Illinois Poll Finds Clean Cars Best Antidote to $4 Gas

CHICAGO, Illinois, June 3, 2008 (ENS) – By a wide majority, Illinois residents say they want cleaner, more fuel-efficient cars, sooner rather than later, and they are willing to pay more up front for them.

In a statewide poll conducted by InTouch on behalf of environmental law and science groups, 89 percent of people surveyed said they support or strongly support the idea of paying $1,000 more for a new car at the time of purchase if they can recoup those costs in gas savings within two years.

Sixty-five percent of those surveyed put themselves in the “strongly support” column.

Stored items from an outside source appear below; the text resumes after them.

use std::fmt;
use std::time::Duration;

use reqwest::header;
use serde_json::Value;
use tokio::time::sleep;

use crate::{ClientOptions, DefiLlamaError, Protocol, Result, RetryPolicy};

/// Path of the protocol listing endpoint, relative to the base URL.
pub const PROTOCOLS_PATH: &str = "/protocols";

const PROTOCOLS_SHAPE_ERROR: &str = "DefiLlama /protocols: expected an array response";

#[derive(Clone)]
/// HTTP client for the DefiLlama REST API.
pub struct DefiLlamaClient {
    http: reqwest::Client,
    base_url: String,
    options: ClientOptions,
}

impl fmt::Debug for DefiLlamaClient {
    fn fmt(&self, f: &mut fmt::Formatter<'_>) -> fmt::Result {
        f.debug_struct("DefiLlamaClient")
            .field("base_url", &self.base_url)
            .field("timeout_ms", &self.options.timeout_ms)
            .field("retries", &self.options.retries)
            .finish()
    }
}

impl Default for DefiLlamaClient {
    fn default() -> Self {
        Self::new()
    }
}

impl DefiLlamaClient {
    /// Creates a client for the public API with default timeout and retries.
    pub fn new() -> Self {
        Self::from_valid_options(ClientOptions::default())
    }

    /// Creates a client from explicit options.
    ///
    /// Returns [`DefiLlamaError::InvalidOptions`] for a zero timeout or an
    /// empty base URL.
    ///
    /// # Example
    ///
    /// ```no_run
    /// use defillama_http::{ClientOptions, DefiLlamaClient};
    ///
    /// let client = DefiLlamaClient::with_options(
    ///     ClientOptions::default().with_timeout_ms(5_000).with_retries(1),
    /// )
    /// .expect("options are valid");
    /// ```
    pub fn with_options(options: ClientOptions) -> Result<Self> {
        options.validate()?;
        Ok(Self::from_valid_options(options))
    }

    fn from_valid_options(mut options: ClientOptions) -> Self {
        let base_url = normalize_base_url(&options.base_url);
        options.base_url.clone_from(&base_url);
        Self {
            http: reqwest::Client::new(),
            base_url,
            options,
        }
    }

    /// Base URL without trailing slash.
    pub fn base_url(&self) -> &str {
        &self.base_url
    }

    /// Options in effect, with the normalized base URL.
    pub fn options(&self) -> &ClientOptions {
        &self.options
    }

    /// Fetches the full protocol listing.
    ///
    /// Records are returned in upstream order without any field validation.
    pub async fn fetch_protocols(&self) -> Result<Vec<Protocol>> {
        let items = self.fetch_protocols_raw().await?;
        Ok(items.into_iter().map(Protocol::from).collect())
    }

    /// Fetches the protocol listing as untyped JSON values.
    ///
    /// A body that parses but is not a JSON array fails with
    /// [`DefiLlamaError::Shape`] and is not retried.
    pub async fn fetch_protocols_raw(&self) -> Result<Vec<Value>> {
        match self.get_json_with_retry(PROTOCOLS_PATH).await? {
            Value::Array(items) => Ok(items),
            _ => Err(DefiLlamaError::Shape(PROTOCOLS_SHAPE_ERROR.to_owned())),
        }
    }

    fn endpoint_url(&self, path: &str) -> String {
        format!("{}{}", self.base_url, path)
    }

    async fn get_json_with_retry(&self, path: &str) -> Result<Value> {
        let url = self.endpoint_url(path);
        let policy = RetryPolicy::from(&self.options);
        let mut attempt = 0usize;
        loop {
            #[cfg(feature = "tracing")]
            tracing::debug!(
                url = %url,
                attempt = attempt + 1,
                max_attempts = policy.max_attempts(),
                "sending request"
            );

            match self.get_json_once(&url).await {
                Ok(value) => return Ok(value),
                Err(err) if err.is_retryable() && policy.has_next(attempt) => {
                    self.wait_before_retry(&policy, attempt, &err).await;
                    attempt += 1;
                }
                Err(err) => {
                    #[cfg(feature = "tracing")]
                    tracing::debug!(url = %url, attempts = attempt + 1, error = %err, "request failed");
                    return Err(err);
                }
            }
        }
    }

    /// Runs one attempt. The reqwest timeout spans connect through the end
    /// of the body, and dropping the future cancels the request.
    async fn get_json_once(&self, url: &str) -> Result<Value> {
        let response = self
            .http
            .get(url)
            .header(header::ACCEPT, "application/json")
            .timeout(Duration::from_millis(self.options.timeout_ms))
            .send()
            .await
            .map_err(DefiLlamaError::Transport)?;

        let status = response.status();
        let body = response.text().await;

        if !status.is_success() {
            return Err(DefiLlamaError::Http {
                status: status.as_u16(),
                body: body.unwrap_or_default(),
            });
        }

        let body = body.map_err(DefiLlamaError::Transport)?;
        serde_json::from_str(&body)
            .map_err(|err| DefiLlamaError::Decode(format!("invalid JSON response: {err}")))
    }

    /// Sleeps `200ms × (attempt + 1)` before the next attempt.
    async fn wait_before_retry(&self, policy: &RetryPolicy, attempt: usize, err: &DefiLlamaError) {
        let delay = policy.delay_after(attempt);

        #[cfg(feature = "tracing")]
        tracing::warn!(
            base_url = %self.base_url,
            attempt = attempt + 1,
            delay_ms = policy.delay_after_ms(attempt),
            error = %err,
            "request attempt failed, retrying"
        );
        #[cfg(not(feature = "tracing"))]
        let _ = err;

        sleep(delay).await;
    }
}

/// Trims surrounding whitespace and every trailing slash.
fn normalize_base_url(base_url: &str) -> String {
    base_url.trim().trim_end_matches('/').to_owned()
}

The poll of 1,798 residents was conducted on May 22. Its margin of error is plus or minus 2.31 percent.

The survey was commissioned by the Environmental Law and Policy Center; Environment Illinois; Sierra Club, Illinois Chapter; and the Union of Concerned Scientists. The groups are members of the Illinois Climate Action Network.

Jack Darin, director of the Sierra Club’s Illinois chapter, said, “What’s so encouraging about the poll results is that they’re close to uniform statewide. … Urban folks, rural folks – everyone wants more fuel efficient, cleaner cars, SUVs, and pick-ups.”

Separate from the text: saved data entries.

//! Core DDNS engine
//!
//! The DdnsEngine is responsible for:
//! - Resolving the current IP via IpSource
//! - Fetching one snapshot of provider records via RecordStore
//! - Deciding, per configured domain, whether the record must change
//! - Replacing stale records with a remove-then-add pair
//!
//! ## Architecture
//!
//! ```text
//! ┌─────────────┐        ┌──────────────┐
//! │  IpSource   │──ip───▶│              │
//! └─────────────┘        │  DdnsEngine  │───▶ ReconcileReport
//! ┌─────────────┐        │              │
//! │ RecordStore │◀──────▶│              │
//! └─────────────┘        └──────────────┘
//!     list / remove / add
//! ```
//!
//! ## Per-Domain State Machine
//!
//! 1. No `(name, type)` match → `NotFound`, no calls (records are never created)
//! 2. Match, editable flag not `"1"` → `NotEditable`, no calls
//! 3. Match, value already the current IP → `UpToDate`, no calls
//! 4. Match, value differs → `remove_record(old)` then `add_record(new)`,
//!    keeping the old record's type
//!
//! ## Partial Failure
//!
//! The provider has no atomic replace. If the remove succeeds and the add
//! fails, the domain has no record until the next successful run. This is
//! reported as [`DomainOutcome::Failed`] with [`MutationStage::Add`].
//!
//! Only resolving the IP and listing records are fatal to a run. A failed
//! mutation is scoped to its domain and the loop moves on.

use crate::config::{DdnsConfig, RecordConfig};
use crate::error::Result;
use crate::record::{DnsRecord, NewRecord};
use crate::traits::{IpSource, RecordStore};
use serde::Serialize;
use std::fmt;
use std::net::IpAddr;
use tracing::{debug, error, info, warn};

/// Where a domain's reconciliation failed
#[derive(Debug, Clone, Copy, PartialEq, Eq, Serialize)]
#[serde(rename_all = "snake_case")]
pub enum MutationStage {
    /// Before any provider call; the record is untouched
    Precheck,
    /// The remove call failed; the record is untouched
    Remove,
    /// The remove succeeded but the add failed; the domain has no record
    Add,
}

/// Result of reconciling one target domain
#[derive(Debug, Clone, PartialEq, Eq, Serialize)]
#[serde(tag = "status", rename_all = "snake_case")]
pub enum DomainOutcome {
    /// No record of the looked-up type exists for the domain
    NotFound {
        domain: String,
        record_type: String,
    },

    /// A record exists, but the provider does not allow changing it
    NotEditable {
        domain: String,
        record_type: String,
    },

    /// The record already points at the current IP
    UpToDate {
        domain: String,
        record_type: String,
        ip: IpAddr,
    },

    /// The record was replaced
    Updated {
        domain: String,
        record_type: String,
        previous: String,
        current: IpAddr,
    },

    /// The record could not be brought up to date
    Failed {
        domain: String,
        record_type: String,
        stage: MutationStage,
        error: String,
    },
}

impl DomainOutcome {
    /// The domain this outcome is about
    pub fn domain(&self) -> &str {
        match self {
            DomainOutcome::NotFound { domain, .. }
            | DomainOutcome::NotEditable { domain, .. }
            | DomainOutcome::UpToDate { domain, .. }
            | DomainOutcome::Updated { domain, .. }
            | DomainOutcome::Failed { domain, .. } => domain,
        }
    }

    /// Whether this outcome is a failure
    pub fn is_failure(&self) -> bool {
        matches!(self, DomainOutcome::Failed { .. })
    }
}

impl fmt::Display for DomainOutcome {
    fn fmt(&self, f: &mut fmt::Formatter<'_>) -> fmt::Result {
        match self {
            DomainOutcome::NotFound {
                domain,
                record_type,
            } => write!(f, "Could not find matching {} record for {}", record_type, domain),
            DomainOutcome::NotEditable { domain, .. } => {
                write!(f, "DNS record for {} is not editable", domain)
            }
            DomainOutcome::UpToDate { domain, ip, .. } => {
                write!(f, "DNS record for {} is already set to {}", domain, ip)
            }
            DomainOutcome::Updated {
                domain,
                previous,
                current,
                ..
            } => write!(f, "Updated {} from {} to {}", domain, previous, current),
            DomainOutcome::Failed {
                domain,
                record_type,
                stage,
                error,
            } => match stage {
                MutationStage::Precheck => write!(f, "Skipped {}: {}", domain, error),
                MutationStage::Remove => write!(
                    f,
                    "Failed to update {}: remove failed, record left unchanged: {}",
                    domain, error
                ),
                MutationStage::Add => write!(
                    f,
                    "Failed to update {}: old record was removed but the add failed, \
                     {} has no {} record until the next successful run: {}",
                    domain, domain, record_type, error
                ),
            },
        }
    }
}

/// Outcome of one reconciliation run
#[derive(Debug, Clone, PartialEq, Eq, Serialize)]
pub struct ReconcileReport {
    /// The IP every domain was compared against
    pub current_ip: IpAddr,
    /// One outcome per target domain, in target order
    pub outcomes: Vec<DomainOutcome>,
}

impl ReconcileReport {
    /// Number of domains that failed
    pub fn failure_count(&self) -> usize {
        self.outcomes.iter().filter(|o| o.is_failure()).count()
    }

    /// Whether any domain failed
    pub fn has_failures(&self) -> bool {
        self.outcomes.iter().any(DomainOutcome::is_failure)
    }
}

/// Core DDNS engine
///
/// The engine performs one reconciliation pass per call. It holds no state
/// between passes: every pass re-resolves the IP and re-reads the records.
///
/// ## Threading
///
/// Domains are processed strictly one at a time. The IP and the record
/// snapshot are read-only for the whole pass.
pub struct DdnsEngine {
    /// IP source for the current address
    ip_source: Box<dyn IpSource>,

    /// Provider record table
    store: Box<dyn RecordStore>,

    /// DNS records to keep current
    records: Vec<RecordConfig>,

    /// Comment attached to re-added records
    comment: String,
}

impl DdnsEngine {
    /// Create a new DDNS engine
    ///
    /// # Parameters
    ///
    /// - `ip_source`: IP source implementation
    /// - `store`: Record store implementation
    /// - `config`: DDNS configuration
    pub fn new(
        ip_source: Box<dyn IpSource>,
        store: Box<dyn RecordStore>,
        config: DdnsConfig,
    ) -> Result<Self> {
        config.validate()?;

        Ok(Self {
            ip_source,
            store,
            records: config.records,
            comment: config.engine.comment,
        })
    }

    /// Reconcile every configured record
    pub async fn run(&self) -> Result<ReconcileReport> {
        self.reconcile(&self.records).await
    }

    /// Reconcile the given target records
    ///
    /// # Returns
    ///
    /// - `Ok(ReconcileReport)`: The pass completed; individual domains may
    ///   still have failed
    /// - `Err(Error)`: The current IP or the record list could not be
    ///   obtained, and no mutation was attempted
    pub async fn reconcile(&self, targets: &[RecordConfig]) -> Result<ReconcileReport> {
        let current_ip = self.ip_source.current().await?;
        info!(
            "Current IP: {} (via {})",
            current_ip,
            self.ip_source.source_name()
        );

        let records = self.store.list_records().await?;
        debug!(
            "Fetched {} record(s) from {}",
            records.len(),
            self.store.provider_name()
        );

        let mut outcomes = Vec::with_capacity(targets.len());
        for target in targets {
            let outcome = self.reconcile_domain(target, current_ip, &records).await;
            if outcome.is_failure() {
                warn!("{}", outcome);
            } else {
                info!("{}", outcome);
            }
            outcomes.push(outcome);
        }

        Ok(ReconcileReport {
            current_ip,
            outcomes,
        })
    }

    /// Walk one domain through the state machine
    async fn reconcile_domain(
        &self,
        target: &RecordConfig,
        current_ip: IpAddr,
        records: &[DnsRecord],
    ) -> DomainOutcome {
        let domain = target.name.clone();
        let lookup_type = target.record_type.resolve(&current_ip);

        let Some(existing) = find_record(records, &target.name, lookup_type) else {
            return DomainOutcome::NotFound {
                domain,
                record_type: lookup_type.to_string(),
            };
        };

        let record_type = existing.record_type.clone();

        if !existing.is_editable() {
            return DomainOutcome::NotEditable {
                domain,
                record_type,
            };
        }

        if existing.holds_ip(&current_ip) {
            return DomainOutcome::UpToDate {
                domain,
                record_type,
                ip: current_ip,
            };
        }

        // The add would be rejected after the remove already went through
        if !type_fits_ip(&record_type, &current_ip) {
            return DomainOutcome::Failed {
                error: format!("{} record cannot hold {}", record_type, current_ip),
                domain,
                record_type,
                stage: MutationStage::Precheck,
            };
        }

        info!(
            "Updating {} from {} to {}",
            domain, existing.value, current_ip
        );

        if let Err(e) = self.store.remove_record(existing).await {
            return DomainOutcome::Failed {
                domain,
                record_type,
                stage: MutationStage::Remove,
                error: e.to_string(),
            };
        }

        let replacement = NewRecord::new(domain.clone(), current_ip.to_string())
            .with_type(record_type.clone())
            .with_comment(self.comment.clone());

        if let Err(e) = self.store.add_record(&replacement).await {
            error!(
                "Record {} {} was removed but re-adding it failed",
                domain, record_type
            );
            return DomainOutcome::Failed {
                domain,
                record_type,
                stage: MutationStage::Add,
                error: e.to_string(),
            };
        }

        DomainOutcome::Updated {
            domain,
            record_type,
            previous: existing.value.clone(),
            current: current_ip,
        }
    }
}

/// First record answering the `(name, type)` lookup
fn find_record<'a>(records: &'a [DnsRecord], name: &str, record_type: &str) -> Option<&'a DnsRecord> {
    records.iter().find(|r| r.matches(name, record_type))
}

fn type_fits_ip(record_type: &str, ip: &IpAddr) -> bool {
    match record_type {
        "A" => ip.is_ipv4(),
        "AAAA" => ip.is_ipv6(),
        _ => true,
    }
}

Fuel efficiency is the goal for Illinois
respondents to a poll in May 2008.
(Photo credit unknown)

Poll results were identical in union and non-union households, with a slightly higher proportion of union respondents saying they would gladly foot a higher bill for a new car up front, in exchange for lower gas prices down the road.

The poll comes just days before an expected vote in the Illinois House of Representatives on House Bill 3424, which would require Illinois to adopt the California Clean Car Standards already in adopted by 14 other states.

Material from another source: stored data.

// # ddns-core
//
// Core library for the DDNS reconciliation system.
//
// ## Architecture Overview
//
// This library holds everything that decides *whether* a DNS record must
// change. The network collaborators live in their own crates:
// - **IpSource**: Trait for resolving the caller's current public IP
// - **RecordStore**: Trait for listing, removing and adding provider records
// - **DdnsEngine**: Reconciles the configured domains against one snapshot
//   of provider state and issues remove-then-add mutations
//
// ## Design Principles
//
// 1. **Separation of Concerns**: Decision logic is separate from HTTP plumbing
// 2. **Stateless Runs**: Every run re-reads provider truth, nothing is cached
// 3. **Library-First**: All core functionality can be used as a library
// 4. **Idempotency**: A record already holding the current IP is never touched

pub mod config;
pub mod engine;
pub mod error;
pub mod record;
pub mod traits;

// Re-export core types for convenience
pub use config::{DdnsConfig, EngineConfig, IpSourceConfig, ProviderConfig, RecordConfig, RecordType};
pub use engine::{DdnsEngine, DomainOutcome, MutationStage, ReconcileReport};
pub use error::{Error, Result};
pub use record::{DnsRecord, NewRecord};
pub use traits::{IpSource, RecordStore};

No state can implement these standards until the U.S. Environmental Protection Agency waives its weaker standard so that California can put its stricter standard in place. But the EPA has denied California this waiver, so the Clean Car Standards are still in limbo.

The Clean Car Standards include regulation of carbon dioxide, the greenhouse gas most responsible for global warming. The worse the fuel efficiency, the more carbon dioxide emitted, so as cars use less gas, they emit less CO2.

“In this era of $4/gallon gas, people need long-term help,” said Howard Learner, executive director of the Environmental Law and Policy Center. “Adopting the Clean Car Standards is a true win-win-win: Good for our economy, good for our environment, and good for our respiratory health.”

When compared to the newly raised federal Corporate Average Fuel Economy, or CAFE, standard of 35 miles per gallon by 2020, 85 percent of those surveyed support requiring stronger standards that would take effect more quickly.

The Clean Car Standards will be phased in over an eight-year period; the average fuel economy for passenger cars will start at six miles more per gallon than under the new CAFE program and will increase to 9.5 miles per gallon more in the final year, the commissioning groups point out.

By reducing demand for gasoline, the Clean Car Standards will help keep gas prices in check, they say.

The groups predict that by 2020, the Clean Car Standards would save Illinois drivers nearly $1.9 billion in fuel costs compared to the new federal CAFE standards.

“Between now and 2020, global warming pollution will be reduced by around 40 percent more in Illinois under the Clean Car Standards than the new CAFE program,” said Ron Burke, director of the Midwest Office for the Union of Concerned Scientists, a national group.

“Plus, the new CAFE program does nothing more to reduce smog-forming pollutants, which will be cut under the Clean Car Standards,” he said.

In this election year, 73 percent of those surveyed said they would be more likely to support a candidate who votes in favor of adopting the Clean Car Standards, while only 11 percent who would support a candidate opposed to the legislation.

Rebecca Stanfield, state director of Environment Illinois said, “It’s time for the entire General Assembly to sit up and take notice. Our state’s residents are on record saying they want cleaner, more fuel efficient cars.”